The experiment used a continuous visual analogue scale from 0 to 100, where 0 indicated no liquid perception and 100 indicated the strongest imaginable liquid perception. This made it possible to track the time course of perceived liquidity as light stimulation changed.
Main Findings
In Experiment 1, we varied light intensity while keeping solution viscosity constant. When the LEDs were turned on, liquid perception decreased after a short delay, while perceived warmth increased. Stronger light led to a larger reduction in liquid perception.

One important temporal feature was the delay: liquid perception did not drop immediately after LED onset. Instead, the decrease appeared after roughly 2.5 seconds, suggesting that liquid perception is not a simple reflex-like response but an interpretive process that takes time to integrate sensory evidence.
In Experiment 2, we varied solution viscosity. Higher viscosity reduced perceived liquid sensation, supporting the idea that dynamic tactile cues are essential for the percept of liquidity.

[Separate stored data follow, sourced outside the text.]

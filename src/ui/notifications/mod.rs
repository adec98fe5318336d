// SPDX-License-Identifier: MPL-2.0
//! Toast notifications for failures the user should know about: catalog
//! fallback, browser hand-off and configuration problems.
//!
//! - [`notification`] - `Notification` and its `Severity`
//! - [`manager`] - `Manager`, the visible/queued lifecycle
//! - [`toast`] - rendering of the toast column

mod manager;
mod notification;
mod toast;

pub use manager::{Manager, Message as NotificationMessage};
pub use notification::{Notification, NotificationId, Severity};
pub use toast::Toast;
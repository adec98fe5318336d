// SPDX-License-Identifier: MPL-2.0
//! Copy-to-clipboard button.
//!
//! A press tries the primary clipboard backend, then the fallback. Whichever
//! succeeds, the button shows a "copied" label; when both fail it shows an
//! error label instead. Either way the label reverts after
//! [`COPY_FEEDBACK_MS`](crate::app::config::defaults::COPY_FEEDBACK_MS).
//! Failures stay inside the component: they are logged and never returned.

use crate::app::config::defaults::COPY_FEEDBACK_MS;
use crate::application::port::ClipboardWriter;
use crate::i18n::fluent::I18n;
use crate::ui::design_tokens::{palette, spacing, typography};
use crate::ui::styles::button as button_styles;
use iced::widget::{button, Text};
use iced::{Color, Element};
use std::time::{Duration, Instant};

/// What the button currently shows.
#[derive(Debug, Clone, Copy, PartialEq, Eq, Default)]
pub enum Feedback {
    #[default]
    Idle,
    Copied { since: Instant },
    Failed { since: Instant },
}

/// Backend that accepted the text.
#[derive(Debug, Clone, Copy, PartialEq, Eq)]
pub enum CopyPath {
    Primary,
    Fallback,
}

#[derive(Debug, Clone, Default)]
pub struct CopyButton {
    feedback: Feedback,
}

impl CopyButton {
    #[must_use]
    pub fn new() -> Self {
        Self::default()
    }

    #[must_use]
    pub fn feedback(&self) -> Feedback {
        self.feedback
    }

    /// Whether a transient label is showing and needs ticks.
    #[must_use]
    pub fn is_active(&self) -> bool {
        self.feedback != Feedback::Idle
    }

    /// Copies `text`, returning the backend that accepted it.
    pub fn copy(
        &mut self,
        text: &str,
        primary: &mut impl ClipboardWriter,
        fallback: &mut impl ClipboardWriter,
        now: Instant,
    ) -> Option<CopyPath> {
        let path = match primary.write_text(text) {
            Ok(()) => Some(CopyPath::Primary),
            Err(primary_error) => {
                log::debug!("primary clipboard failed: {primary_error}");
                match fallback.write_text(text) {
                    Ok(()) => Some(CopyPath::Fallback),
                    Err(fallback_error) => {
                        log::warn!("copy failed on both clipboards: {fallback_error}");
                        None
                    }
                }
            }
        };

        self.feedback = match path {
            Some(_) => Feedback::Copied { since: now },
            None => Feedback::Failed { since: now },
        };
        path
    }

    /// Reverts to the idle label once the feedback has been shown long
    /// enough. Returns `true` when the label changed.
    pub fn tick(&mut self, now: Instant) -> bool {
        let since = match self.feedback {
            Feedback::Idle => return false,
            Feedback::Copied { since } | Feedback::Failed { since } => since,
        };
        if now.saturating_duration_since(since) >= Duration::from_millis(COPY_FEEDBACK_MS) {
            self.feedback = Feedback::Idle;
            true
        } else {
            false
        }
    }

    /// i18n key of the current label.
    #[must_use]
    pub fn label_key(&self) -> &'static str {
        match self.feedback {
            Feedback::Idle => "copy-button",
            Feedback::Copied { .. } => "copy-button-copied",
            Feedback::Failed { .. } => "copy-button-error",
        }
    }

    fn feedback_color(&self) -> Option<Color> {
        match self.feedback {
            Feedback::Idle => None,
            Feedback::Copied { .. } => Some(palette::SUCCESS_500),
            Feedback::Failed { .. } => Some(palette::ERROR_500),
        }
    }

    pub fn view<'a, Message: Clone + 'a>(
        &self,
        i18n: &I18n,
        on_press: Message,
    ) -> Element<'a, Message> {
        button(Text::new(i18n.tr(self.label_key())).size(typography::CAPTION))
            .padding([spacing::XXS, spacing::SM])
            .style(button_styles::copy(self.feedback_color()))
            .on_press(on_press)
            .into()
    }
}

#[cfg(test)]
mod tests {
    use super::*;
    use crate::error::{Error, Result};

    #[derive(Default)]
    struct Recorder {
        fail: bool,
        written: Vec<String>,
    }

    impl Recorder {
        fn failing() -> Self {
            Self {
                fail: true,
                written: Vec::new(),
            }
        }
    }

    impl ClipboardWriter for Recorder {
        fn write_text(&mut self, text: &str) -> Result<()> {
            if self.fail {
                return Err(Error::Clipboard("unavailable".into()));
            }
            self.written.push(text.to_owned());
            Ok(())
        }
    }

    #[test]
    fn primary_success_skips_fallback() {
        let mut button = CopyButton::new();
        let mut primary = Recorder::default();
        let mut fallback = Recorder::default();

        let path = button.copy("GE00TB0000000000000000", &mut primary, &mut fallback, Instant::now());

        assert_eq!(path, Some(CopyPath::Primary));
        assert_eq!(primary.written, vec!["GE00TB0000000000000000"]);
        assert!(fallback.written.is_empty());
        assert_eq!(button.label_key(), "copy-button-copied");
    }

    #[test]
    fn fallback_is_used_when_primary_fails() {
        let mut button = CopyButton::new();
        let mut primary = Recorder::failing();
        let mut fallback = Recorder::default();

        let path = button.copy("value", &mut primary, &mut fallback, Instant::now());

        assert_eq!(path, Some(CopyPath::Fallback));
        assert_eq!(fallback.written, vec!["value"]);
        assert!(matches!(button.feedback(), Feedback::Copied { .. }));
    }

    #[test]
    fn both_paths_failing_shows_error_then_reverts() {
        let mut button = CopyButton::new();
        let now = Instant::now();

        let path = button.copy(
            "value",
            &mut Recorder::failing(),
            &mut Recorder::failing(),
            now,
        );

        assert_eq!(path, None);
        assert_eq!(button.label_key(), "copy-button-error");
        assert!(!button.tick(now + Duration::from_millis(1999)));
        assert_eq!(button.label_key(), "copy-button-error");
        assert!(button.tick(now + Duration::from_millis(2000)));
        assert_eq!(button.feedback(), Feedback::Idle);
        assert_eq!(button.label_key(), "copy-button");
    }

    #[test]
    fn copied_label_reverts_after_feedback_window() {
        let mut button = CopyButton::new();
        let now = Instant::now();
        button.copy("v", &mut Recorder::default(), &mut Recorder::default(), now);

        assert!(button.is_active());
        button.tick(now + Duration::from_millis(COPY_FEEDBACK_MS));
        assert!(!button.is_active());
    }

    #[test]
    fn idle_tick_is_a_no_op() {
        let mut button = CopyButton::new();
        assert!(!button.tick(Instant::now()));
    }
}
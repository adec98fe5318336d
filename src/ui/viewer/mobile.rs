// SPDX-License-Identifier: MPL-2.0
//! Fullscreen mobile viewer: top bar, swipeable photo and 2× zoom with
//! drag-to-pan. The thumbnail toggle and strip float over the bottom edge.

use super::component::{Message, ZOOM_SCROLLABLE_ID};
use super::{price_label, thumbnail_strip, thumbnails_toggle, ViewContext};
use crate::app::config::defaults::ZOOMED_SCALE;
use crate::domain::viewer::{PageScroll, RenderedSize, ViewerSession};
use crate::ui::design_tokens::{sizing, spacing, typography};
use crate::ui::styles::{button as button_styles, container as container_styles};
use crate::ui::widgets::scroll_lock;
use iced::widget::scrollable::{Direction, Scrollbar};
use iced::widget::{button, mouse_area, opaque, Column, Container, Id, Row, Scrollable, Space, Stack, Text};
use iced::{alignment, mouse, ContentFit, Element, Length};

pub(super) fn view<'a>(
    session: &'a ViewerSession,
    ctx: ViewContext<'a>,
    page_directory: Option<&'static str>,
    rendered: RenderedSize,
) -> Element<'a, Message> {
    let content = Column::new()
        .push(top_bar(session, &ctx))
        .push(photo_area(session, &ctx, page_directory, rendered));

    opaque(
        Container::new(content)
            .width(Length::Fill)
            .height(Length::Fill)
            .style(container_styles::stage),
    )
}

/// Close, counter, zoom and contact controls.
fn top_bar<'a>(session: &'a ViewerSession, ctx: &ViewContext<'a>) -> Element<'a, Message> {
    let counter = format!(
        "{} / {}",
        session.current_index() + 1,
        session.photos().len()
    );

    let mut bar = Row::new()
        .spacing(spacing::XS)
        .align_y(alignment::Vertical::Center)
        .push(overlay_button("✕", Message::Close))
        .push(Text::new(counter).size(typography::BODY))
        .push(Space::new().width(Length::Fill));

    if let Some(price) = price_label(&session.metadata().price, ctx.currency) {
        bar = bar.push(Text::new(price).size(typography::BODY));
    }

    bar = bar.push(overlay_button("🔍", Message::ToggleZoom));

    if !session.item().status.is_sold() {
        bar = bar.push(
            button(Text::new(ctx.i18n.tr("viewer-contact")).size(typography::CAPTION))
                .on_press(Message::ContactSeller)
                .padding([spacing::XXS, spacing::SM])
                .style(button_styles::whatsapp),
        );
    }

    Container::new(bar)
        .width(Length::Fill)
        .height(Length::Fixed(sizing::MOBILE_BAR_HEIGHT))
        .padding([spacing::XS, spacing::SM])
        .align_y(alignment::Vertical::Center)
        .into()
}

fn photo_area<'a>(
    session: &'a ViewerSession,
    ctx: &ViewContext<'a>,
    page_directory: Option<&'static str>,
    rendered: RenderedSize,
) -> Element<'a, Message> {
    let source = ctx.photos.locate(session.current_photo(), page_directory);

    let surface: Element<'a, Message> = if session.is_zoomed() {
        let photo = ctx.photos.view(
            &source,
            Length::Fixed(rendered.width * ZOOMED_SCALE),
            Length::Fixed(rendered.height * ZOOMED_SCALE),
            ContentFit::Contain,
        );
        let scrollable = Scrollable::new(photo)
            .id(Id::new(ZOOM_SCROLLABLE_ID))
            .width(Length::Fill)
            .height(Length::Fill)
            .direction(Direction::Both {
                vertical: Scrollbar::hidden(),
                horizontal: Scrollbar::hidden(),
            });
        // Scroll position follows the pan offset only.
        scroll_lock(scrollable, PageScroll::Locked).into()
    } else {
        ctx.photos
            .view(&source, Length::Fill, Length::Fill, ContentFit::Contain)
    };

    let interaction = if session.is_zoomed() {
        mouse::Interaction::Grab
    } else {
        mouse::Interaction::default()
    };

    // Releases outside the area are never reported, so leaving it ends the
    // gesture.
    let gestures = mouse_area(surface)
        .on_press(Message::PointerPressed)
        .on_release(Message::PointerReleased)
        .on_exit(Message::PointerExited)
        .on_move(Message::PointerMoved)
        .interaction(interaction);

    let mut area = Stack::new()
        .width(Length::Fill)
        .height(Length::Fill)
        .push(gestures);

    if session.shows_navigation() && !session.is_zoomed() {
        area = area.push(
            Container::new(
                Row::new()
                    .align_y(alignment::Vertical::Center)
                    .push(overlay_button("‹", Message::Previous))
                    .push(Space::new().width(Length::Fill))
                    .push(overlay_button("›", Message::Next)),
            )
            .width(Length::Fill)
            .height(Length::Fill)
            .padding(spacing::XS)
            .align_y(alignment::Vertical::Center),
        );
    }

    if session.shows_navigation() {
        area = area.push(bottom_sheet(session, ctx, page_directory));
    }

    area.into()
}

/// Thumbnail toggle, with the strip above it while open.
fn bottom_sheet<'a>(
    session: &'a ViewerSession,
    ctx: &ViewContext<'a>,
    page_directory: Option<&'static str>,
) -> Element<'a, Message> {
    let mut sheet = Column::new()
        .spacing(spacing::XS)
        .align_x(alignment::Horizontal::Center);

    if session.thumbnails_visible() {
        sheet = sheet.push(
            Container::new(thumbnail_strip(session, ctx, page_directory))
                .width(Length::Fill)
                .padding(spacing::XS)
                .style(container_styles::stage),
        );
    }
    sheet = sheet.push(thumbnails_toggle(session, ctx));

    Container::new(sheet)
        .width(Length::Fill)
        .height(Length::Fill)
        .padding(spacing::SM)
        .align_x(alignment::Horizontal::Center)
        .align_y(alignment::Vertical::Bottom)
        .into()
}

fn overlay_button<'a>(glyph: &'static str, message: Message) -> Element<'a, Message> {
    button(Text::new(glyph).size(typography::TITLE_SM))
        .on_press(message)
        .padding(spacing::XS)
        .style(button_styles::overlay)
        .into()
}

The summary results showed that LED stimulation reduced liquid perception across viscosity conditions, while higher viscosity further suppressed perceived liquidity. Participants also reported stronger warmth after light exposure.

Why It Matters
This paper demonstrates that liquid perception is not a fixed property of physical liquid contact. Instead, it is an actively constructed multisensory experience that can be manipulated by controlling thermal and tactile inputs.
For haptic interface design, this provides a path toward rendering the state of a medium, not only the properties of solid objects. Hydroptical thermal feedback could help simulate liquid, dryness, or changing material states in virtual reality, augmented reality, teleoperation, and rehabilitation systems without requiring the full physical presence of the target medium.
Authors
- Junjie Hua - Faculty of Design, Kyushu University, Japan; Experience Design, Bentley University, USA
- Sosuke Ichihashi - Digital Media, Georgia Institute of Technology, USA
- Hsin-Ni Ho - Faculty of Design, Kyushu University, Japan
This work was supported by JSPS KAKENHI Grant Number 23K24934 and the Kyushu University Reform Plan for Activation Program.